#![deny(clippy::all, clippy::pedantic)]
#![allow(
    clippy::module_name_repetitions,
    clippy::similar_names,
    clippy::missing_errors_doc,
    clippy::must_use_candidate
)]

pub mod error;
pub mod ratelimit;
pub mod route;
pub mod transport;

use hyper::{
    body::{self, Buf},
    client::HttpConnector,
    header::{HeaderMap, HeaderValue, AUTHORIZATION, CONTENT_LENGTH, CONTENT_TYPE},
    Body, Client as HyperClient, Method as HyperMethod, Request as HyperRequest, StatusCode,
};
use hyper_rustls::{HttpsConnector, HttpsConnectorBuilder};
use serde::Deserialize;
use serde_json::Value;
use std::{result::Result as StdResult, time::Duration};
use tracing::debug;

pub use error::Error;
pub use ratelimit::{BucketKey, RatelimitInfo, RatelimitMode, Ratelimited, Ratelimiter};
pub use route::{Method, Route};
pub use transport::{Request, Response, ResponseFuture, Transport};

type Result<T> = StdResult<T, Error>;

pub const API_BASE: &str = "https://discord.com/api/v6";

#[derive(Deserialize)]
struct RatelimitBody {
    #[serde(default)]
    retry_after: Option<f64>,
    #[serde(default)]
    global: bool,
}

/// The default [`Transport`], a hyper client over rustls
#[derive(Clone)]
pub struct Client {
    client: HyperClient<HttpsConnector<HttpConnector>>,
    token: String,
    api_base: String,
}

impl Client {
    pub fn new(token: impl Into<String>, api_base: impl Into<String>) -> Self {
        let connector = HttpsConnectorBuilder::new()
            .with_webpki_roots()
            .https_or_http()
            .enable_http1()
            .build();
        let client = HyperClient::builder().build(connector);
        Self {
            client,
            token: token.into(),
            api_base: api_base.into().trim_end_matches('/').to_owned(),
        }
    }

    pub async fn send(&self, request: Request) -> Result<Response> {
        let url = format!("{}/{}", self.api_base, request.path);
        debug!(method = %request.method, url = %url, "Sending request");

        let builder = HyperRequest::builder()
            .uri(&url)
            .method(to_hyper_method(request.method))
            .header(AUTHORIZATION, HeaderValue::from_str(&self.token).map_err(hyper::http::Error::from)?);
        let req = if let Some(json) = request.body {
            let bytes = serde_json::to_vec(&json)?;
            builder
                .header(CONTENT_TYPE, HeaderValue::from_static("application/json"))
                .header(CONTENT_LENGTH, bytes.len())
                .body(Body::from(bytes))?
        } else {
            builder.header(CONTENT_LENGTH, 0).body(Body::empty())?
        };

        let res = self.client.request(req).await?;
        let status = res.status();
        let ratelimit = ratelimit_headers(res.headers());
        let header_retry = res
            .headers()
            .get("retry-after")
            .and_then(|v| v.to_str().ok())
            .and_then(|v| v.parse::<f64>().ok());
        let global_header = res.headers().contains_key("x-ratelimit-global");

        let mut buf = body::aggregate(res.into_body()).await?;
        let mut bytes = vec![0; buf.remaining()];
        buf.copy_to_slice(&mut bytes);

        match status {
            s if s.is_success() => {
                let payload = if bytes.is_empty() {
                    Value::Null
                } else {
                    serde_json::from_slice(&bytes)?
                };
                Ok(Response { payload, ratelimit })
            }
            StatusCode::TOO_MANY_REQUESTS => {
                let rejection = serde_json::from_slice::<RatelimitBody>(&bytes).ok();
                let retry_after = rejection
                    .as_ref()
                    .and_then(|b| b.retry_after)
                    .or(header_retry)
                    .and_then(seconds);
                Err(Error::RateLimited {
                    retry_after,
                    global: global_header || rejection.map_or(false, |b| b.global),
                })
            }
            StatusCode::FORBIDDEN => Err(Error::Forbidden),
            StatusCode::NOT_FOUND => Err(Error::NotFound),
            s => Err(Error::APIError(s)),
        }
    }
}

impl Transport for Client {
    fn request(&self, request: Request) -> ResponseFuture<'_> {
        Box::pin(self.send(request))
    }
}

const fn to_hyper_method(method: Method) -> HyperMethod {
    match method {
        Method::Get => HyperMethod::GET,
        Method::Post => HyperMethod::POST,
        Method::Put => HyperMethod::PUT,
        Method::Patch => HyperMethod::PATCH,
        Method::Delete => HyperMethod::DELETE,
    }
}

fn ratelimit_headers(headers: &HeaderMap) -> Option<RatelimitInfo> {
    let header = |name: &str| headers.get(name).and_then(|v| v.to_str().ok());
    let limit = header("x-ratelimit-limit")?.parse().ok()?;
    let remaining = header("x-ratelimit-remaining")?.parse().ok()?;
    let reset_after = header("x-ratelimit-reset-after")?.parse::<f64>().ok()?;
    Some(RatelimitInfo {
        limit,
        remaining,
        reset_after: seconds(reset_after)?,
    })
}

fn seconds(value: f64) -> Option<Duration> {
    (value.is_finite() && value >= 0.0).then(|| Duration::from_secs_f64(value))
}
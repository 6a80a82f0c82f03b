pub mod guild;
pub mod member;
pub mod role;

WHAT THE EXERCISE ASKS
Look through the entries above; copy each line where the string "ResponseFuture" appears.

ANSWER FOR THE TASK
pub use transport::{Request, Response, ResponseFuture, Transport};
    fn request(&self, request: Request) -> ResponseFuture<'_> {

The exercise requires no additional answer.